Qerim began as an anchor and reporter for the CBS Sports Network.

She was also a studio anchor, where she hosted SEC Tailgate Show, SEC Tonight, MaxPreps Lemming Report, Full Court Press and Bracket Breakdown. Qerim has also covered the UFC in her time with ESPN, Versus (which became NBCSN) and FS1. In addition to her work outside the Octagon, she has co-hosted the annual World MMA Awards.

In 2008, Qerim was the interactive host for College Football Live on ESPN and ESPN2. She was also the breaking news reporter for Fantasy Football Now on ESPN2 and was honored with an Emmy for her contribution to the show. Additionally, she co-hosted Campus Connection on ESPNU.

Qerim has been part of other digital media content, conducting interviews of various athletes and celebrities for ESPN.com and ESPN Mobile. She has covered multiple Super Bowls (hosting, reporting, and red carpet events), the Heisman Trophy presentation, the NBA draft, the NBA All-Star Game and the MLB All-Star game, providing on-site reporting and interviews. She became the interim host of ESPN2's First Take in mid-July 2015. She replaced Cari Champion, who was promoted to ESPN's flagship show, SportsCenter.
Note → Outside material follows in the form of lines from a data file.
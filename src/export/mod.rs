//! Mesh writers.

pub mod obj;

pub use obj::write_obj;
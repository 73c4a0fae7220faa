//! Crate error type.
//!
//! Only I/O-facing paths return `Result`: archives, parameter files and
//! parameter validation. Geometry and topology operations report through
//! `Option`, `bool` and report structs instead.

use thiserror::Error;

#[derive(Error, Debug)]
pub enum Error {
    #[error(transparent)]
    Io(#[from] std::io::Error),

    #[error(transparent)]
    Json(#[from] serde_json::Error),

    /// A parameter is out of range, e.g. a negative tolerance.
    #[error("Invalid parameter '{name}': {reason}")]
    InvalidParameter { name: &'static str, reason: String },

    /// An archive refers to an entity it does not contain.
    #[error("Malformed archive: {0}")]
    Archive(String),
}

pub type Result<T> = std::result::Result<T, Error>;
She was promoted to permanent host of First Take on September 15, 2015.

On September 15, 2025, Sports Business Journal, quoting sources, reported that Qerim declined a contract extension with ESPN and would be leaving the network at the end of 2025. Qerim later confirmed the news on Instagram, saying that "the news came out earlier than I intended, and not in the way I hoped," and that she had decided to "close this incredible chapter and step away from First Take." She added that hosting First Take was "one of the greatest honors of my career." Qerim did not appear on First Take the following day, as Stephen A. Smith opened the September 16 show with a tribute to her. Later on The Stephen A. Smith Show, Smith said that Qerim had "abruptly resigned" as the host of First Take, calling her a friend and "somebody that I have leaned on, on many occasions in the past, as she has done when it comes to me."

On January 22, 2026, Qerim announced that she would be hosting broadcasts for the Zuffa Boxing promotion on Paramount+. The program's on-air talent includes former First Take co-host Max Kellerman.

== Personal life ==
On April 13, 2018, Qerim announced that she has severe endometriosis. On July 20, 2018, Qerim married former NBA player and fellow ESPN host Jalen Rose. In December 2021, TMZ Sports announced Rose had filed for divorce from Qerim, after being separated for about a year.

Qerim is a fan of the NFL’s New York Giants.